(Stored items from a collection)
>>>>>

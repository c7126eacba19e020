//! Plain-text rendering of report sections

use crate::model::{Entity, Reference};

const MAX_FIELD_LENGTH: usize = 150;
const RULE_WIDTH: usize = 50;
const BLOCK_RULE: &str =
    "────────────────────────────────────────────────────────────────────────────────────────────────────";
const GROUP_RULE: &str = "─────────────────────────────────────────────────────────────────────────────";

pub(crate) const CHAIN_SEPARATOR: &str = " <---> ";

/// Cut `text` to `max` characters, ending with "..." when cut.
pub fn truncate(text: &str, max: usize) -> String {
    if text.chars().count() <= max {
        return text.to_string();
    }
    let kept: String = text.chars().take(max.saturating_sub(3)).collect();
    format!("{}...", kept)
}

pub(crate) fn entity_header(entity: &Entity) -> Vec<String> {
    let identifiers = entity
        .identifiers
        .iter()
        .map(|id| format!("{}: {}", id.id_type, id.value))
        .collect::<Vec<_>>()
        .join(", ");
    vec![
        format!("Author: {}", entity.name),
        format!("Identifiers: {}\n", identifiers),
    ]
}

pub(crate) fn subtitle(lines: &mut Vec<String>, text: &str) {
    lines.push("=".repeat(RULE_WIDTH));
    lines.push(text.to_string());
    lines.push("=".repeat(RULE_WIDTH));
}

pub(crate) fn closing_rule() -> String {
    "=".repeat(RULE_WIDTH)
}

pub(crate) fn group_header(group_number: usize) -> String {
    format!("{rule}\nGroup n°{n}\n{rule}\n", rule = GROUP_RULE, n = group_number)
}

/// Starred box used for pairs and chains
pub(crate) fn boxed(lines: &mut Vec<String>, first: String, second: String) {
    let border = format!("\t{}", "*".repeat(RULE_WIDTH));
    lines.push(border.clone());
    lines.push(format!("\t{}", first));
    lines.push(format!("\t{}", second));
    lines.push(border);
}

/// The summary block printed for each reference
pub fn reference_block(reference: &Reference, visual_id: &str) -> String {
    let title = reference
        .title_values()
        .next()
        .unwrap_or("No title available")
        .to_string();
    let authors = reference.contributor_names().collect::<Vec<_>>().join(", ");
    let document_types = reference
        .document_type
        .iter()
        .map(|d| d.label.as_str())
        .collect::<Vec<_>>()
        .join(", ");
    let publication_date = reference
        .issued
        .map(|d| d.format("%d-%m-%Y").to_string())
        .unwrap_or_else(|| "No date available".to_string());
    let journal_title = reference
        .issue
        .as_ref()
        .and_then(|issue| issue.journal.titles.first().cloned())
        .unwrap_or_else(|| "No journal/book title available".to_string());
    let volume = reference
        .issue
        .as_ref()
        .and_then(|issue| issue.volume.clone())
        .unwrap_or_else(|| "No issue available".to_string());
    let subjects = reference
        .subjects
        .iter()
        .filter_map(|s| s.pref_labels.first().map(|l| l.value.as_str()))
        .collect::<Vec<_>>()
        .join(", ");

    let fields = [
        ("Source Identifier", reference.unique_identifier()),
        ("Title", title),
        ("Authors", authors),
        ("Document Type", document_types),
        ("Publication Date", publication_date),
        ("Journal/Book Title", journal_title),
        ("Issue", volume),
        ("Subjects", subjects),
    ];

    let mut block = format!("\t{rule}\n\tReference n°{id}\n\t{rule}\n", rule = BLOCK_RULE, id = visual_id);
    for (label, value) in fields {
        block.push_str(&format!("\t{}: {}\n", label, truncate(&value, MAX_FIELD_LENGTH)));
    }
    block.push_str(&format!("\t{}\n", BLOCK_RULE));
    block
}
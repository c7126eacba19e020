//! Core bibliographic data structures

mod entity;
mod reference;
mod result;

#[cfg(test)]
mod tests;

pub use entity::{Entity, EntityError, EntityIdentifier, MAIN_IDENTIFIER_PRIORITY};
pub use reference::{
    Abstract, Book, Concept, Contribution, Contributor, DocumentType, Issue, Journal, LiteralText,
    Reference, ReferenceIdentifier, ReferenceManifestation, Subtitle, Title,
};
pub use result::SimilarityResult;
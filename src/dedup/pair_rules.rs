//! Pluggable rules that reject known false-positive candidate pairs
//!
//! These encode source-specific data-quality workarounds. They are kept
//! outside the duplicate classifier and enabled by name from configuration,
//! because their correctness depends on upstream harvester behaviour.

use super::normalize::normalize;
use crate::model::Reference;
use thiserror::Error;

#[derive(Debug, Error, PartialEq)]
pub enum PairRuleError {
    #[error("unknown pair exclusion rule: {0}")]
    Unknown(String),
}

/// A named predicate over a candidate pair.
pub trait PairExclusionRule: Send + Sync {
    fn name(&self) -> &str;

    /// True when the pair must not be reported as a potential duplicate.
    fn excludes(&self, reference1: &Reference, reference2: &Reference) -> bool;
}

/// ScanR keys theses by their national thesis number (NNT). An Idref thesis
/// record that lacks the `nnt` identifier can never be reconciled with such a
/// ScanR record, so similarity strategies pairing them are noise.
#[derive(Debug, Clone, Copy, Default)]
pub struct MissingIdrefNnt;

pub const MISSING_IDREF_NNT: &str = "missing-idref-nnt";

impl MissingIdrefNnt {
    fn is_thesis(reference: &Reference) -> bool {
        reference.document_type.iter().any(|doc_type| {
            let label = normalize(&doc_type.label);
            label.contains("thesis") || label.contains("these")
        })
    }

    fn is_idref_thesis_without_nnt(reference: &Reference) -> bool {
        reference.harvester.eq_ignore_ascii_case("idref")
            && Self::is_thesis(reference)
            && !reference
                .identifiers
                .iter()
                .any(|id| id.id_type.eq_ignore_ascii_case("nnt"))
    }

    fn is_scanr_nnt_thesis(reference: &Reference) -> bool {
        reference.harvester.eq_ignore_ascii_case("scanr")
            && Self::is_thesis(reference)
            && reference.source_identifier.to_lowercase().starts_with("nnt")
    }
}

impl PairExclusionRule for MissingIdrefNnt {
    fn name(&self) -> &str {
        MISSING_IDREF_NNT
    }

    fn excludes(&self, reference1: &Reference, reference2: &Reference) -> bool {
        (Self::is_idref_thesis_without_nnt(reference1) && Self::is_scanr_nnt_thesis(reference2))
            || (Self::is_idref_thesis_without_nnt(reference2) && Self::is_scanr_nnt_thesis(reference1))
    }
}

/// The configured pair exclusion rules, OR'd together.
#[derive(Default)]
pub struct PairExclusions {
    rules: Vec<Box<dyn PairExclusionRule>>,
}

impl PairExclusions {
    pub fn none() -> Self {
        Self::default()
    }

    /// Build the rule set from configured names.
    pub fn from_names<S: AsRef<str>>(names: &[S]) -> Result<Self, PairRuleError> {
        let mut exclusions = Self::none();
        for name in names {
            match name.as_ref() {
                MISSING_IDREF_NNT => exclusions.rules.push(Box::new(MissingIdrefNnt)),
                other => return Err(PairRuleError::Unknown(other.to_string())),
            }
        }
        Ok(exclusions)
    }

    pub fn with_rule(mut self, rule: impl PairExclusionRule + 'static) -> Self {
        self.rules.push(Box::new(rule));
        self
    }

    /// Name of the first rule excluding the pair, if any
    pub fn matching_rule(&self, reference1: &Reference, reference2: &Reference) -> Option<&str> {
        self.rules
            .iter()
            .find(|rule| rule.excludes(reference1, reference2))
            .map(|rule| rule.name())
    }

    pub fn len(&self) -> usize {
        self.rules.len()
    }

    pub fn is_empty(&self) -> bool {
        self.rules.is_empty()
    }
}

<<<<<
>>>>>

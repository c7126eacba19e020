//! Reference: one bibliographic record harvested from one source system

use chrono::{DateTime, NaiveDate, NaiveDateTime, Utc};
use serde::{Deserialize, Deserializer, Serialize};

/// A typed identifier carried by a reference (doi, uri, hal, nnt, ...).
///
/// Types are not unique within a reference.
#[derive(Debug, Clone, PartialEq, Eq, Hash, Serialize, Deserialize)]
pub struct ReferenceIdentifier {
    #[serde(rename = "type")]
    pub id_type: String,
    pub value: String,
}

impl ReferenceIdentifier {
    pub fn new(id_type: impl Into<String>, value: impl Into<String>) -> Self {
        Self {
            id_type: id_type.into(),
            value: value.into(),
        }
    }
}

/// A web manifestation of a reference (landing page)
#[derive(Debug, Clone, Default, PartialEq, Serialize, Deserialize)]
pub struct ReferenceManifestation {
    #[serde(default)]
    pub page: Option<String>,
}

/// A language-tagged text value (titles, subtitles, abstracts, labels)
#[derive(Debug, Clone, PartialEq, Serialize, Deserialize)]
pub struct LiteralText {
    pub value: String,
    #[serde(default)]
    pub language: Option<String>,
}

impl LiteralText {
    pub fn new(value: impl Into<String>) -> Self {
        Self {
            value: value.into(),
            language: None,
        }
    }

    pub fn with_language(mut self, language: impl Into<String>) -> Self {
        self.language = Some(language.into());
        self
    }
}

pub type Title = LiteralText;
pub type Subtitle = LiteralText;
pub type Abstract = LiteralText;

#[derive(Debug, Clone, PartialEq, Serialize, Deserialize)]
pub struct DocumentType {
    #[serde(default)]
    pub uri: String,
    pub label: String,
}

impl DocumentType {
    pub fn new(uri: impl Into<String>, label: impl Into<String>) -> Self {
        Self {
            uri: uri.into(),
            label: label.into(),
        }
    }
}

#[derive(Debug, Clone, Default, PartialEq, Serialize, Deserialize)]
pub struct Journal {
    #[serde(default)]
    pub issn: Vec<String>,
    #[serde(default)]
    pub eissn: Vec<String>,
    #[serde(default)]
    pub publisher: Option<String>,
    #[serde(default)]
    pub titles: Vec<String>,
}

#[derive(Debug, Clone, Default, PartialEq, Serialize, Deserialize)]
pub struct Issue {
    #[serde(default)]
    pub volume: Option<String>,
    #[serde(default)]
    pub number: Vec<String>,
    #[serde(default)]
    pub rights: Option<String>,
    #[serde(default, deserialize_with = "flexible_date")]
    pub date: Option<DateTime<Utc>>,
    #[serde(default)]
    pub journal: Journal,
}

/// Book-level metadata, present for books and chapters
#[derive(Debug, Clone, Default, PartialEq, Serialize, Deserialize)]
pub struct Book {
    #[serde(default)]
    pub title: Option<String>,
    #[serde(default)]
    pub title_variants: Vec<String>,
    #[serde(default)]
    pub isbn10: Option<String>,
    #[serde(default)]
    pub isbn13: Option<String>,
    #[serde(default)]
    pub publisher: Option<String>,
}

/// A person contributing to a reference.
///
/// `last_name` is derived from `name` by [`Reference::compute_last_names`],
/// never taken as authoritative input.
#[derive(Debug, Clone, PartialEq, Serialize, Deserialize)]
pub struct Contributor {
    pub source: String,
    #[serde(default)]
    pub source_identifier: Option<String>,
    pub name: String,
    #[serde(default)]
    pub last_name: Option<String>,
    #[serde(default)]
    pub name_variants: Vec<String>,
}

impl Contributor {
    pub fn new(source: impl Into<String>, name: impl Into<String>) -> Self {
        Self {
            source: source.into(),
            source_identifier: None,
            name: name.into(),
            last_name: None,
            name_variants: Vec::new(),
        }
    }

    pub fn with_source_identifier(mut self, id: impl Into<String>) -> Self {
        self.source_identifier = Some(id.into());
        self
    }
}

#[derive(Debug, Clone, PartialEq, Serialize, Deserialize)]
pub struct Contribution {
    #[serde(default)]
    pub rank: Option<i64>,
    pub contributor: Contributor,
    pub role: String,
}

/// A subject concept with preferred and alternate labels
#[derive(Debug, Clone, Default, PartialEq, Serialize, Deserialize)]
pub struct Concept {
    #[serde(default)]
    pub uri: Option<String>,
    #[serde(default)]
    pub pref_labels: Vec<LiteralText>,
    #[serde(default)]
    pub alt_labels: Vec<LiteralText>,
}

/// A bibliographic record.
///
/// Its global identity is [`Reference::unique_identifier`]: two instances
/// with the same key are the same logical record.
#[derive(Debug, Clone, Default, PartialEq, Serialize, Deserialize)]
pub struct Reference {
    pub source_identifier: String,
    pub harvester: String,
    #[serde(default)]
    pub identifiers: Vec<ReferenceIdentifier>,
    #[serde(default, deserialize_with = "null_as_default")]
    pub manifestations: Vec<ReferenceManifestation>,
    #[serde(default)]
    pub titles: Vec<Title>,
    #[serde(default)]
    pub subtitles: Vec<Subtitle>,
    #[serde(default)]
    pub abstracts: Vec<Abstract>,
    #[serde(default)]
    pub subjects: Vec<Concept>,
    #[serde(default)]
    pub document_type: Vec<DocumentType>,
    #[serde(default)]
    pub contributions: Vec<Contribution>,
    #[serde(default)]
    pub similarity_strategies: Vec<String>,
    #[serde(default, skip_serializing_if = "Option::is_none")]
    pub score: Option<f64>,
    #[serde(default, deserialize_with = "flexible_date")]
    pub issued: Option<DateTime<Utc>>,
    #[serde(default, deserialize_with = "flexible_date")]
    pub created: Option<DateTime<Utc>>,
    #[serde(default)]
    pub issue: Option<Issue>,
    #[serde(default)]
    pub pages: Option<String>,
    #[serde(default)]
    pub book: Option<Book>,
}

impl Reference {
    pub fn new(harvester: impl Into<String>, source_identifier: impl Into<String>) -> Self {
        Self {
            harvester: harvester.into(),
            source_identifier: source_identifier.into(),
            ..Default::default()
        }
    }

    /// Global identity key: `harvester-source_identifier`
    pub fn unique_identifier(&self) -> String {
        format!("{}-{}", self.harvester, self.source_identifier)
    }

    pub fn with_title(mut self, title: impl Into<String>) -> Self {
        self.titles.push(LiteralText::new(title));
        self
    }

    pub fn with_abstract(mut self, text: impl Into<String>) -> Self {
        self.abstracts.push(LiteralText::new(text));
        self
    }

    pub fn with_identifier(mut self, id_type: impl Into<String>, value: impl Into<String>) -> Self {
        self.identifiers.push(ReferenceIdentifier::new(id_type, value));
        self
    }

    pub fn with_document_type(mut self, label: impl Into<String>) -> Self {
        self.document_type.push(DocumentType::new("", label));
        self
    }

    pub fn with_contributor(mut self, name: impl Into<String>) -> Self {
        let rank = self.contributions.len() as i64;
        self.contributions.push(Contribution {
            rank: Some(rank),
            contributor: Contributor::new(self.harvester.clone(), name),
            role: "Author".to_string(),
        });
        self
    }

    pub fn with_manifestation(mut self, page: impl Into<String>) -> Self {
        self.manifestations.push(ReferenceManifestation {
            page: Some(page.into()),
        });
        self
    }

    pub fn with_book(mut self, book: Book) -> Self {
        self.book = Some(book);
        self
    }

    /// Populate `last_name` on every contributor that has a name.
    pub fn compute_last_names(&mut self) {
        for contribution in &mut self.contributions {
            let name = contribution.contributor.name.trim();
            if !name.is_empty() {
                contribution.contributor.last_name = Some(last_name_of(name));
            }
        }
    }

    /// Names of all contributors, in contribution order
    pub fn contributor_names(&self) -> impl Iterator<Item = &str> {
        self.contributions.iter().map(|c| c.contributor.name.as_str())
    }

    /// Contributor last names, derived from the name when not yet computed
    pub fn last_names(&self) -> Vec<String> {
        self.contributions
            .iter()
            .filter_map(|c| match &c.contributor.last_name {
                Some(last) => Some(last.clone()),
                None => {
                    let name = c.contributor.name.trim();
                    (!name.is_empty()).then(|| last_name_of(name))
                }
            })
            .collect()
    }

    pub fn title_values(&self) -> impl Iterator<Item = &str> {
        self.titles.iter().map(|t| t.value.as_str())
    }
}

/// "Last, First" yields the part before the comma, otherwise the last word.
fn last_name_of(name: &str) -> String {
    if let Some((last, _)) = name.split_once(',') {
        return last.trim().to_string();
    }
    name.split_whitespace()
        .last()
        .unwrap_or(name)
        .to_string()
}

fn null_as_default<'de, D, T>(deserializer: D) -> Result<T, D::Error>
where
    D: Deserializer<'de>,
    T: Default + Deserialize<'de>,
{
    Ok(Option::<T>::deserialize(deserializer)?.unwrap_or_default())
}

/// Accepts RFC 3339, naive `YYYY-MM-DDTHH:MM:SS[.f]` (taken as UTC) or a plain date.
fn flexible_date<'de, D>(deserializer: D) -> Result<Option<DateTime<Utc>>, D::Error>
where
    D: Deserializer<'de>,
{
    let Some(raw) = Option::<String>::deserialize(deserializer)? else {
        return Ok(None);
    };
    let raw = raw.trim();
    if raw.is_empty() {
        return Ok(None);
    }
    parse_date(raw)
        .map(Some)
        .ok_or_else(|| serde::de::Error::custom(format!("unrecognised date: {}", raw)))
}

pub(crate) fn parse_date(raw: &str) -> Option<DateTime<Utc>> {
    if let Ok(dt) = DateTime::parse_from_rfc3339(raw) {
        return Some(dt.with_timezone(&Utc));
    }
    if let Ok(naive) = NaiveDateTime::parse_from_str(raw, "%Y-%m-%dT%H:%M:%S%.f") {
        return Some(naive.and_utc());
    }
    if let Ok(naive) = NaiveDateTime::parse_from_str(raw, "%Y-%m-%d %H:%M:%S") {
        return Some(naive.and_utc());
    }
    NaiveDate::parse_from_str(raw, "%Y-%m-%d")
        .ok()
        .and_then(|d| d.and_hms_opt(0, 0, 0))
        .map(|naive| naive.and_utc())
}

<<<<<

▶ **THE PROBLEM**
Look through the data above and report every line in which "when" appears.

▶ **ANSWER BOX**
/// Cut `text` to `max` characters, ending with "..." when cut.
    /// True when the pair must not be reported as a potential duplicate.
    /// Contributor last names, derived from the name when not yet computed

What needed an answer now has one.